EXERCISE
Below are some records. Return exactly the lines from the one with "pub fn load_file(path: &std::path::Path)" to the one with "if self.node.cadence_ms >", and nothing else.

[Stored items]
● ● ● ● ● ● ●

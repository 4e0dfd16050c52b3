#![cfg_attr(all(not(debug_assertions), not(test)), deny(warnings))]
#![cfg_attr(
    all(not(debug_assertions), not(test)),
    deny(clippy::all, clippy::pedantic, clippy::nursery)
)]
#![allow(clippy::module_name_repetitions, clippy::missing_errors_doc)]
//! Config schema and reference-load calibration parsing for the force node.
//!
//! - `Config` and sub-structs are deserialized from TOML and validated.
//!   Every section is optional; missing keys take the firmware defaults.
//! - The reference CSV loader enforces headers and performs a robust refit
//!   to reduce outlier influence before slope/intercept estimation.
use serde::Deserialize;

/// Reference calibration CSV schema.
///
/// Expected headers:
/// reading,load
///
/// `reading` is the telemetry force reported under the current conversion
/// factor, `load` the known reference load that was on the cell.
///
/// Example:
/// reading,load
/// 0.02,0.0
/// 49.80,100.0
#[derive(Debug, Deserialize, Clone, Copy)]
pub struct ReferenceRow {
    pub reading: f32,
    pub load: f32,
}

#[derive(Debug, Deserialize, Clone, PartialEq)]
#[serde(default)]
pub struct FilterCfg {
    /// Moving average window (samples).
    pub window: usize,
    /// EMA weight on the newest sample, (0.0, 1.0].
    pub alpha: f32,
    /// Raw-vs-average distance above which smoothing is bypassed.
    pub outlier_threshold: f32,
    /// Minimum change before the stable output moves.
    pub deadband: f32,
}

impl Default for FilterCfg {
    fn default() -> Self {
        Self {
            window: 10,
            alpha: 0.94,
            outlier_threshold: 0.1,
            deadband: 0.100,
        }
    }
}

#[derive(Debug, Deserialize, Clone, PartialEq)]
#[serde(default)]
pub struct NodeCfg {
    /// Pause between loop cycles.
    pub cadence_ms: u64,
    /// Key namespace in the persistent store.
    pub namespace: String,
}

impl Default for NodeCfg {
    fn default() -> Self {
        Self {
            cadence_ms: 12,
            namespace: "HX711".to_string(),
        }
    }
}

#[derive(Debug, Deserialize, Clone, PartialEq)]
#[serde(default)]
pub struct Timeouts {
    /// Max wait per sensor read (ms). Also accepts alias "sample_ms".
    #[serde(alias = "sample_ms")]
    pub sensor_ms: u64,
}

impl Default for Timeouts {
    fn default() -> Self {
        Self { sensor_ms: 500 }
    }
}

#[derive(Debug, Deserialize, Clone, PartialEq)]
#[serde(default)]
pub struct CalibrationCfg {
    /// Persisted factors with a smaller magnitude are reset to 1.0 on load.
    pub min_factor: f32,
}

impl Default for CalibrationCfg {
    fn default() -> Self {
        Self { min_factor: 1e-10 }
    }
}

#[derive(Debug, Deserialize, Clone, PartialEq)]
#[serde(default)]
pub struct Storage {
    /// TOML file holding the persisted key/value pairs.
    pub path: String,
}

impl Default for Storage {
    fn default() -> Self {
        Self {
            path: "loadnode_store.toml".to_string(),
        }
    }
}

#[derive(Debug, Deserialize, Clone, PartialEq)]
pub struct Pins {
    pub hx711_dt: u8,
    pub hx711_sck: u8,
    /// Extra clock pulses after each read: 1 = A/128, 2 = B/32, 3 = A/64.
    #[serde(default = "default_gain_pulses")]
    pub gain_pulses: u8,
    /// Raw reads averaged into one force sample.
    #[serde(default = "default_samples_per_read")]
    pub samples_per_read: u8,
    /// Raw reads averaged for the tare baseline.
    #[serde(default = "default_tare_samples")]
    pub tare_samples: u16,
}

fn default_gain_pulses() -> u8 {
    1
}

fn default_samples_per_read() -> u8 {
    2
}

fn default_tare_samples() -> u16 {
    10
}

#[derive(Debug, Deserialize, Clone, PartialEq)]
#[serde(default)]
pub struct Serial {
    pub baud: u32,
}

impl Default for Serial {
    fn default() -> Self {
        Self { baud: 115_200 }
    }
}

/// Synthetic load used when no hardware backend is compiled in.
#[derive(Debug, Deserialize, Clone, PartialEq)]
#[serde(default)]
pub struct Simulation {
    /// Load present after tare, in force units.
    pub base_load: f32,
    /// Peak amplitude of the deterministic noise.
    pub noise: f32,
    /// Extra load applied from `step_at_cycle` on.
    pub step_load: f32,
    pub step_at_cycle: u64,
    /// Raw counts per force unit of the simulated cell.
    pub counts_per_unit: f32,
    /// Make every read from this index on time out.
    pub stall_after_reads: Option<u64>,
}

impl Default for Simulation {
    fn default() -> Self {
        Self {
            base_load: 0.0,
            noise: 0.02,
            step_load: 0.0,
            step_at_cycle: 0,
            counts_per_unit: 1.0,
            stall_after_reads: None,
        }
    }
}

#[derive(Debug, Deserialize, Clone, PartialEq, Default)]
#[serde(default)]
pub struct Logging {
    pub file: Option<String>,  // path to .log (JSON lines)
    pub level: Option<String>, // "info","debug"
    /// Log rotation policy: "never" | "daily" | "hourly" (default: never)
    pub rotation: Option<String>,
}

#[derive(Debug, Deserialize, Clone, PartialEq, Default)]
#[serde(default)]
pub struct Config {
    pub filter: FilterCfg,
    pub node: NodeCfg,
    pub timeouts: Timeouts,
    pub calibration: CalibrationCfg,
    pub storage: Storage,
    /// Required only by the hardware backend.
    pub pins: Option<Pins>,
    pub serial: Serial,
    pub sim: Simulation,
    pub logging: Logging,
}

pub fn load_toml(s: &str) -> Result<Config, toml::de::Error> {
    toml::from_str::<Config>(s)
}

/// Read and parse `path`; a missing file yields the defaults.
pub fn load_file(path: &std::path::Path) -> eyre::Result<Config> {
    match std::fs::read_to_string(path) {
        Ok(text) => load_toml(&text).map_err(|e| eyre::eyre!("parse config {:?}: {}", path, e)),
        Err(e) if e.kind() == std::io::ErrorKind::NotFound => Ok(Config::default()),
        Err(e) => Err(eyre::eyre!("read config {:?}: {}", path, e)),
    }
}

impl Config {
    pub fn validate(&self) -> eyre::Result<()> {
        // Filter
        if self.filter.window == 0 {
            eyre::bail!("filter.window must be >= 1");
        }
        if !(self.filter.alpha > 0.0 && self.filter.alpha <= 1.0) {
            eyre::bail!("filter.alpha must be in (0.0, 1.0]");
        }
        if !self.filter.outlier_threshold.is_finite() || self.filter.outlier_threshold < 0.0 {
            eyre::bail!("filter.outlier_threshold must be finite and >= 0");
        }
        if !self.filter.deadband.is_finite() || self.filter.deadband < 0.0 {
            eyre::bail!("filter.deadband must be finite and >= 0");
        }

        // Node
        if self.node.cadence_ms > 60_000 {
            eyre::bail!("node.cadence_ms is unreasonably large (>60s)");
        }
        if self.node.namespace.trim().is_empty() {
            eyre::bail!("node.namespace must not be empty");
        }

        // Timeouts
        if self.timeouts.sensor_ms == 0 {
            eyre::bail!("timeouts.sensor_ms must be >= 1");
        }

        // Calibration
        if !(self.calibration.min_factor.is_finite() && self.calibration.min_factor > 0.0) {
            eyre::bail!("calibration.min_factor must be finite and > 0");
        }

        // Storage
        if self.storage.path.trim().is_empty() {
            eyre::bail!("storage.path must not be empty");
        }

        // Pins
        if let Some(pins) = &self.pins {
            if pins.hx711_dt == pins.hx711_sck {
                eyre::bail!("pins.hx711_dt and pins.hx711_sck must differ");
            }
            if !(1..=3).contains(&pins.gain_pulses) {
                eyre::bail!("pins.gain_pulses must be 1, 2 or 3");
            }
            if pins.samples_per_read == 0 {
                eyre::bail!("pins.samples_per_read must be >= 1");
            }
            if pins.tare_samples == 0 {
                eyre::bail!("pins.tare_samples must be >= 1");
            }
        }

        // Serial
        if self.serial.baud == 0 {
            eyre::bail!("serial.baud must be > 0");
        }

        // Simulation
        if !self.sim.counts_per_unit.is_finite() || self.sim.counts_per_unit == 0.0 {
            eyre::bail!("sim.counts_per_unit must be finite and non-zero");
        }
        if !self.sim.noise.is_finite() || self.sim.noise < 0.0 {
            eyre::bail!("sim.noise must be finite and >= 0");
        }

        // Logging
        if let Some(rot) = &self.logging.rotation {
            if !matches!(rot.as_str(), "never" | "daily" | "hourly") {
                eyre::bail!("logging.rotation must be one of never|daily|hourly");
            }
        }

        Ok(())
    }
}

/// Linear relation between telemetry readings and reference loads:
/// `load = slope * reading + intercept`.
#[derive(Debug, Clone, Copy, PartialEq)]
pub struct ReferenceFit {
    pub slope: f64,
    pub intercept: f64,
    /// Rows kept after outlier rejection.
    pub inliers: usize,
}

impl ReferenceFit {
    /// Fit by ordinary least squares on all rows, then refit once without
    /// rows whose residual exceeds 2x the RMS residual.
    pub fn from_rows(rows: Vec<ReferenceRow>) -> eyre::Result<Self> {
        if rows.len() < 2 {
            eyre::bail!("reference fit requires at least two rows, got {}", rows.len());
        }
        if let Some(i) = rows
            .iter()
            .position(|r| !(r.reading.is_finite() && r.load.is_finite()))
        {
            eyre::bail!("reference row {} has a non-finite value", i);
        }

        let pts: Vec<(f64, f64)> = rows
            .iter()
            .map(|r| (f64::from(r.reading), f64::from(r.load)))
            .collect();
        let (a0, b0) = ols(&pts)?;

        let sumsq: f64 = pts
            .iter()
            .map(|(x, y)| {
                let r = y - (a0 * x + b0);
                r * r
            })
            .sum();
        let rms = (sumsq / pts.len() as f64).sqrt();

        let (slope, intercept, inliers) =
            robust_refit(&pts, a0, b0, rms, 2.0).unwrap_or((a0, b0, pts.len()));

        Ok(Self {
            slope,
            intercept,
            inliers,
        })
    }

    /// Conversion factor that makes readings equal loads, given the factor
    /// the readings were taken under. Factors smaller in magnitude than
    /// `min_factor` are refused, as the node would refuse them.
    pub fn factor_for(&self, current_factor: f32, min_factor: f32) -> eyre::Result<f32> {
        if !current_factor.is_finite() || current_factor == 0.0 {
            eyre::bail!("current conversion factor must be finite and non-zero");
        }
        let factor = (f64::from(current_factor) / self.slope) as f32;
        if !factor.is_finite() || factor.abs() < min_factor {
            eyre::bail!("fitted conversion factor is not usable: {}", factor);
        }
        Ok(factor)
    }
}

/// Least-squares slope and intercept, computed in f64.
fn ols(pts: &[(f64, f64)]) -> eyre::Result<(f64, f64)> {
    let n = pts.len() as f64;
    let mean_x = pts.iter().map(|p| p.0).sum::<f64>() / n;
    let mean_y = pts.iter().map(|p| p.1).sum::<f64>() / n;
    let mut sxx = 0.0f64;
    let mut sxy = 0.0f64;
    for (x, y) in pts {
        let dx = x - mean_x;
        sxx += dx * dx;
        sxy += dx * (y - mean_y);
    }
    if !sxx.is_finite() || sxx == 0.0 {
        eyre::bail!("reference fit cannot determine slope (all readings equal)");
    }
    let a = sxy / sxx;
    if !a.is_finite() || a == 0.0 {
        eyre::bail!("reference fit produced zero or non-finite slope");
    }
    Ok((a, mean_y - a * mean_x))
}

/// Single-step robust refit: drop points with |residual| > k * rms around
/// the initial line and refit the rest with an online (Welford/Chan)
/// covariance update. Returns None when nothing was rejected, fewer than two
/// inliers remain, or the inlier fit is degenerate.
fn robust_refit(
    pts: &[(f64, f64)],
    a0: f64,
    b0: f64,
    rms: f64,
    k: f64,
) -> Option<(f64, f64, usize)> {
    if !(rms.is_finite() && rms > 0.0) {
        return None;
    }
    let thr = k * rms;
    let mut n_in: usize = 0;
    let mut mean_x = 0.0f64;
    let mut mean_y = 0.0f64;
    let mut cxx = 0.0f64;
    let mut cxy = 0.0f64;

    for (x, y) in pts {
        if (y - (a0 * x + b0)).abs() > thr {
            continue;
        }
        n_in += 1;
        let n_new = n_in as f64;
        let dx = x - mean_x;
        let dy = y - mean_y;
        mean_x += dx / n_new;
        mean_y += dy / n_new;
        cxx += dx * (x - mean_x);
        cxy += dx * (y - mean_y);
    }

    if n_in < 2 || n_in == pts.len() || !cxx.is_finite() || cxx == 0.0 {
        return None;
    }
    let a = cxy / cxx;
    if !a.is_finite() || a == 0.0 {
        return None;
    }
    Some((a, mean_y - a * mean_x, n_in))
}

impl TryFrom<Vec<ReferenceRow>> for ReferenceFit {
    type Error = eyre::Report;
    fn try_from(rows: Vec<ReferenceRow>) -> Result<Self, Self::Error> {
        Self::from_rows(rows)
    }
}

pub fn load_reference_csv(path: &std::path::Path) -> eyre::Result<ReferenceFit> {
    let mut rdr = csv::ReaderBuilder::new()
        .has_headers(true)
        .trim(csv::Trim::All)
        .from_path(path)
        .map_err(|e| eyre::eyre!("open reference CSV {:?}: {}", path, e))?;

    // Enforce exact headers
    let headers = rdr
        .headers()
        .map_err(|e| eyre::eyre!("read CSV headers {:?}: {}", path, e))?
        .clone();
    let expected = ["reading", "load"];
    let actual: Vec<String> = headers.iter().map(ToString::to_string).collect();
    if actual != expected {
        eyre::bail!(
            "reference CSV must have headers 'reading,load', got: {}",
            actual.join(",")
        );
    }

    let mut rows = Vec::new();
    for (idx, rec) in rdr.deserialize::<ReferenceRow>().enumerate() {
        match rec {
            Ok(row) => rows.push(row),
            Err(e) => {
                eyre::bail!("invalid CSV row {}: {}", idx + 2, e);
            }
        }
    }

    ReferenceFit::try_from(rows)
}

● ● ● ● ● ● ●

WRITTEN ANSWER
pub fn load_file(path: &std::path::Path) -> eyre::Result<Config> {
    match std::fs::read_to_string(path) {
        Ok(text) => load_toml(&text).map_err(|e| eyre::eyre!("parse config {:?}: {}", path, e)),
        Err(e) if e.kind() == std::io::ErrorKind::NotFound => Ok(Config::default()),
        Err(e) => Err(eyre::eyre!("read config {:?}: {}", path, e)),
    }
}

impl Config {
    pub fn validate(&self) -> eyre::Result<()> {
        // Filter
        if self.filter.window == 0 {
            eyre::bail!("filter.window must be >= 1");
        }
        if !(self.filter.alpha > 0.0 && self.filter.alpha <= 1.0) {
            eyre::bail!("filter.alpha must be in (0.0, 1.0]");
        }
        if !self.filter.outlier_threshold.is_finite() || self.filter.outlier_threshold < 0.0 {
            eyre::bail!("filter.outlier_threshold must be finite and >= 0");
        }
        if !self.filter.deadband.is_finite() || self.filter.deadband < 0.0 {
            eyre::bail!("filter.deadband must be finite and >= 0");
        }

        // Node
        if self.node.cadence_ms > 60_000 {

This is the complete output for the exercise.